(Collected data entries)
********
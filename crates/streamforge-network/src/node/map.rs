//! Map and flatten nodes: both create their own tuples from each parent
//! tuple and remember them in the parent's store.

use std::sync::Arc;

use super::{DirtyQueue, Event};
use crate::fact::Fact;
use crate::function::Function;
use crate::tuple::{Facts, StoreValue, TupleArena, TupleId};

#[derive(Debug)]
pub(crate) struct MapDef {
    /// One function per output column.
    pub mappings: Vec<Function<Fact>>,
    pub slot: usize,
}

#[derive(Debug)]
pub(crate) struct MapNode {
    def: Arc<MapDef>,
    store_size: usize,
    pub(super) queue: DirtyQueue<TupleId>,
}

impl MapNode {
    pub fn new(def: Arc<MapDef>, store_size: usize) -> Self {
        Self {
            def,
            store_size,
            queue: DirtyQueue::default(),
        }
    }

    fn map(&self, facts: &[Fact]) -> Facts {
        self.def.mappings.iter().map(|f| f.call(facts)).collect()
    }

    pub fn receive(&mut self, arena: &mut TupleArena, tuple: TupleId, event: Event) {
        let slot = self.def.slot;
        match event {
            Event::Insert => {
                let facts = self.map(arena.facts(tuple));
                let child = arena.create(facts, self.store_size);
                arena.set_slot(tuple, slot, StoreValue::Child(child));
                self.queue.push(child);
            }
            Event::Update => {
                let child = child_of(arena, tuple, slot);
                let facts = self.map(arena.facts(tuple));
                arena.set_facts(child, facts);
                if arena.state_mut(child).mark_updated() {
                    self.queue.push(child);
                }
            }
            Event::Retract => {
                let child = child_of(arena, tuple, slot);
                arena.take_slot(tuple, slot);
                if arena.state_mut(child).mark_retracted() {
                    self.queue.push(child);
                }
            }
        }
    }
}

fn child_of(arena: &TupleArena, tuple: TupleId, slot: usize) -> TupleId {
    match arena.slot(tuple, slot) {
        StoreValue::Child(child) => *child,
        other => panic!("Impossible state: map slot holds {:?}", other),
    }
}

#[derive(Debug)]
pub(crate) struct FlattenDef {
    /// Takes the last column and returns the items replacing it.
    pub flatten: Function<Vec<Fact>>,
    pub slot: usize,
}

/// Replaces the last column of each tuple by each of the items it expands
/// to, producing zero or more children.
///
/// On update, children are matched to items by position: the first items
/// update the existing children, surplus items create children and surplus
/// children are retracted.
#[derive(Debug)]
pub(crate) struct FlattenNode {
    def: Arc<FlattenDef>,
    store_size: usize,
    pub(super) queue: DirtyQueue<TupleId>,
}

impl FlattenNode {
    pub fn new(def: Arc<FlattenDef>, store_size: usize) -> Self {
        Self {
            def,
            store_size,
            queue: DirtyQueue::default(),
        }
    }

    fn expand(&self, facts: &[Fact]) -> Vec<Facts> {
        let (last, prefix) = match facts.split_last() {
            Some(split) => split,
            None => panic!("Impossible state: flattening an empty tuple"),
        };
        self.def
            .flatten
            .call(std::slice::from_ref(last))
            .into_iter()
            .map(|item| prefix.iter().cloned().chain(std::iter::once(item)).collect())
            .collect()
    }

    pub fn receive(&mut self, arena: &mut TupleArena, tuple: TupleId, event: Event) {
        let slot = self.def.slot;
        match event {
            Event::Insert => {
                let children = self
                    .expand(arena.facts(tuple))
                    .into_iter()
                    .map(|facts| {
                        let child = arena.create(facts, self.store_size);
                        self.queue.push(child);
                        child
                    })
                    .collect();
                arena.set_slot(tuple, slot, StoreValue::Children(children));
            }
            Event::Update => {
                let old = take_children(arena, tuple, slot);
                let mut items = self.expand(arena.facts(tuple)).into_iter();
                let mut children = Vec::with_capacity(old.len());
                for child in old {
                    match items.next() {
                        Some(facts) => {
                            arena.set_facts(child, facts);
                            if arena.state_mut(child).mark_updated() {
                                self.queue.push(child);
                            }
                            children.push(child);
                        }
                        None => self.retract_child(arena, child),
                    }
                }
                for facts in items {
                    let child = arena.create(facts, self.store_size);
                    self.queue.push(child);
                    children.push(child);
                }
                arena.set_slot(tuple, slot, StoreValue::Children(children));
            }
            Event::Retract => {
                for child in take_children(arena, tuple, slot) {
                    self.retract_child(arena, child);
                }
            }
        }
    }

    fn retract_child(&mut self, arena: &mut TupleArena, child: TupleId) {
        if arena.state_mut(child).mark_retracted() {
            self.queue.push(child);
        }
    }
}

fn take_children(arena: &mut TupleArena, tuple: TupleId, slot: usize) -> Vec<TupleId> {
    match arena.take_slot(tuple, slot) {
        StoreValue::Children(children) => children,
        other => panic!("Impossible state: flatten slot holds {:?}", other),
    }
}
********
Please state how many lines in the data contain the word "create", giving only that number.

__Solution to this problem__
5